One of my go-to side dishes (for the starch component of the meal) is Cheesy Toast.  I find I turn to this most when the meal is something like a soup or a stew or saucy dish that requires a little crunch on the side and I don't feel like waiting the 10-20 minutes for rice, pasta, or potatoes to cook.  It's dead simple and incredibly easy.  Plus, I usually have the ingredients hanging around (some crusty bread, a block of parmesan cheese, some olive oil, salt, and pepper).



I hope you'll forgive the fact that I don't have a finished photo.  It seems I remembered to snap a pic before the bread went into the oven but I was too much in a hurry to chow-down to get the after pic.  Nonetheless, I assure you...it was tasty, delicious, and quite pretty to look at.

And so, the recipe...

Cheesy Toast

Sliced Crusty, Rustic, or Italian Bread
Finely grated parmesan cheese (the real stuff works best)
olive oil
salt & pepper

1) Heat your oven to 350 degrees
2) Lay the bread slices out on a sheet tray and drizzle lightly with olive oil.
3) Sprinkle the bread lightly with salt and pepper.
4) Cover each bread slice liberally with cheese.
5) Bake until the tops begin to turn golden-brown and the bread is crispy throughout.

Saturday, November 5, 2011

Weeknight Meal: Bean, Veggie, and Chicken Soup

A couple of weeks ago (yeah, I know...I'm way behind), we had one of the first few chilly nights of the autumn season.  What screams dinner on a chilly evening more than soup?  The following recipe is something I pulled out of thin air (or rather from the depths of the pantry and refrigerator) and it tasted fantastic, so I thought I'd share it with you.
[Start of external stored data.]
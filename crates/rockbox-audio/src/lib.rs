pub mod engine;
pub mod metadata;

pub use engine::{AudioEngine, AudioError, EngineConfig, EnginePosition, HttpEngine};
pub use metadata::{
    is_audio_extension, is_audio_file, is_playlist_extension, read_track_metadata,
    MetadataError, TrackMetadata, AUDIO_EXTENSIONS, PLAYLIST_EXTENSIONS,
};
Bean, Veggie, & Chicken Soup

1 can small white or navy beans
1 can (12 to 16 oz) chicken or vegetable broth
2-3 fresh tomatoes, finely chopped
1 small zucchini, diced
2-3 carrots, diced
1 small onion, finely chopped
1 1/2 cups cooked chicken
olive oil
salt & pepper
water (as needed)

1) In a large pot, saute the onions and carrots in olive oil and a pinch of salt until they begin to soften but do not brown.
2) Add the zucchini and cook 2-3 minutes until it starts to soften as well.
3) Add the tomato and cook 1 minute, stirring.
4) Add the broth and beans.  Add water if necessary to get to a good soup consistency (watery, not thick--it will cook down some).  Add salt and pepper to taste.
5) Simmer 15-20 minutes until beans and all veggies have softened.  Add the chicken and cook until heated through.
6) Adjust seasoning to taste.  Serve with toasted crusty bread.

Tuesday, May 31, 2011

Weeknight Meal: Walk-Away Butternut Risotto

For quite awhile, I've been extolling the virtues of risotto as a weeknight meal.  Even made the traditional way, I find it to be incredibly flexible, inexpensive, and relatively quick to make.

Recently, I was watching the PBS television show Lidia's Italy and she introduced an even easier version where you basically throw it in a pot and walk-away for 30 minutes.  What's more, it was a recipe for butternut squash risotto, something that's typically hard to do without having a washed-out flavor.  In fact, Cooks Illustrated did a recipe for butternut risotto recently and the result ended-up so complicated, I won't even make it.

Needless to say, I was intrigued and it just so happened that I had a small butternut in the fridge and it was dinner time.  Into the kitchen I went.



The result was pretty delicious.  As you can see from the photo above, I added some chunks of fresh feta cheese on top because I felt it could use a tad more saltiness for contrast, but it's totally not necessary.  A handful of frozen peas or something green would also make a nice addition towards the end for color and a boost of vitamins.  We served this with some slices of toasted crunchy cheesy bread for a crunchy textural contrast.

If you're looking for a nice easy weeknight meal, I highly recommend this recipe.